WASHINGTON -- Although the rhetoric was somewhat more polished and extravagant, President Clinton's inaugural address sounded remarkably like the speeches he delivered all through the long campaign that brought him into the White House.

If there was an overriding theme, it was Clinton's emphasis on generational change -- the same emphasis that clearly was responsible for his success Nov. 3 in reversing a trend of the three previous elections and gave him a majority of the support of young people. "This is our time," he said. "Let us embrace it."

At several points, the Clinton speech was reminiscent of the last delivered by a president, John F. Kennedy, who represented a sharp break with the past. "Today," he said, "a generation raised in the shadows of the Cold War assumes new responsibilities in a world warmed by the sunshine of freedom but threatened still by ancient hatreds and new plagues."

Clinton made the usual gesture of praising the outgoing President George Bush for his long career in public service. And the only criticism directed at Bush and the Republicans who have reigned here for the last 12 years came largely by indirection. Thus, at one point, he said the nation had been called upon to "face hard truths and take strong steps." Then he added: "But we have not done so. Instead, we have drifted and that drifting has eroded our resources, fractured our economy and shaken our confidence."

At another point, he seemed to be speaking to the millions, many of them supporters of independent Ross Perot, who have become alienated by their feeling the government is in gridlock. "Today we pledge that the era of deadlock and drift is over, a new season of American renewal has begun," Clinton said.

There were also several references to the need for "responsibility" on the part of Americans, a theme Clinton stressed particularly when discussing welfare reform early in his campaign, then soft-pedaled when it was being interpreted in some Democratic constituencies as directed at blacks. It is now, he said, "time to break the bad habit of expecting something for nothing."

Perhaps the most direct criticism of the status quo was aimed, however obliquely, at Congress. The Capitol, Clinton said with a small gesture over his shoulder, is "often a place of intrigue and calculation. Powerful people maneuver for position and worry about who is in and who is out, who is up and who is down, forgetting those people whose toil and sweat sends us here and pays our way."

In the long run, Clinton's speech is not likely to prove memorable. The scene lacked the drama of Kennedy's inaugural -- all that snow and Robert Frost trying to reading his poem -- but Clinton did manage to send the central message: I haven't forgotten who elected me and why they did so.
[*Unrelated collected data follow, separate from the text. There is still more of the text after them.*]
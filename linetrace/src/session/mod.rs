//! # Probe Lifecycle
//!
//! Owns the kernel side of a run:
//!
//! - [`control`]: the [`ProbeControl`] seam and its tracefs implementation
//!   (`p:<id> <func>+0x<off>` / `-:<id>` lines into `kprobe_events`, `1`/`0`
//!   into `events/kprobes/<id>/enable`)
//! - [`lifecycle`]: [`ProbeSession`], which installs a probe set, keeps only
//!   what the kernel accepted, and guarantees teardown
//!
//! The control interface is written by one handle, sequentially, for the whole
//! session.

pub mod control;
pub mod lifecycle;

pub use control::{ProbeControl, Tracefs, KPROBE_GROUP};
pub use lifecycle::{InstallReport, ProbeFailure, ProbeSession, RejectedProbe, TeardownReport};

#[cfg(test)]
pub(crate) mod testing {
    //! A [`ProbeControl`] that records every request

    use super::ProbeControl;
    use crate::domain::ProbeDescriptor;
    use std::cell::RefCell;
    use std::collections::HashSet;
    use std::io;
    use std::rc::Rc;

    #[derive(Debug, Clone, PartialEq, Eq)]
    pub enum Call {
        Define(String),
        Enable(String, bool),
        Remove(String),
    }

    #[derive(Debug, Default)]
    pub struct RecordingControl {
        pub calls: Rc<RefCell<Vec<Call>>>,
        pub reject_define: HashSet<String>,
        pub fail_disable: HashSet<String>,
    }

    impl RecordingControl {
        pub fn rejecting(identifiers: &[&str]) -> Self {
            Self {
                reject_define: identifiers.iter().map(|s| (*s).to_string()).collect(),
                ..Self::default()
            }
        }

        /// Identifiers removed so far, in order
        pub fn removed(calls: &Rc<RefCell<Vec<Call>>>) -> Vec<String> {
            calls
                .borrow()
                .iter()
                .filter_map(|c| match c {
                    Call::Remove(id) => Some(id.clone()),
                    _ => None,
                })
                .collect()
        }
    }

    impl ProbeControl for RecordingControl {
        fn define(&mut self, probe: &ProbeDescriptor) -> io::Result<()> {
            self.calls.borrow_mut().push(Call::Define(probe.identifier.clone()));
            if self.reject_define.contains(&probe.identifier) {
                return Err(io::Error::from_raw_os_error(libc::EINVAL));
            }
            Ok(())
        }

        fn set_enabled(&mut self, probe: &ProbeDescriptor, enabled: bool) -> io::Result<()> {
            self.calls.borrow_mut().push(Call::Enable(probe.identifier.clone(), enabled));
            if !enabled && self.fail_disable.contains(&probe.identifier) {
                return Err(io::Error::from(io::ErrorKind::NotFound));
            }
            Ok(())
        }

        fn remove(&mut self, probe: &ProbeDescriptor) -> io::Result<()> {
            self.calls.borrow_mut().push(Call::Remove(probe.identifier.clone()));
            Ok(())
        }
    }

    pub fn descriptors(identifiers: &[&str]) -> Vec<ProbeDescriptor> {
        identifiers
            .iter()
            .enumerate()
            .map(|(i, id)| ProbeDescriptor {
                identifier: (*id).to_string(),
                function_name: "target_fn".to_string(),
                offset: (i as u64) * 4,
            })
            .collect()
    }
}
To the extent that message is received, the new president may have bought some time for himself after a transition in which he seemed unable to avoid controversy over everything from the pace of his Cabinet appointments to his commitment to the promises he made during the campaign. As he takes office, Clinton is basking in the results of opinion polls that show the voters have been far more tolerant of his transition performance than the insiders in Washington and the national political community. One survey gave his transition performance 80 percent approval; others had figures in the high 60s and 70s.

The source of concern among Democratic professionals here, including many in Congress, is that this extraordinary support may erode rapidly if the idea he is stumbling into office begins to ripple across the land. Just 16 years ago Jimmy Carter began on a similar high after his celebrated inaugural walk down Pennsylvania Avenue, only to find himself in serious political distress before his first year in office had been completed.

But Clinton, unlike Carter, is a consummate politician who understands that successful leadership requires constant effort to keep his base of popular support. The voters sent him here to make fundamental changes in the economy and, perhaps more important, in the way business is done in Washington. If this speech is to be taken at face value, Bill Clinton is determined to do just that.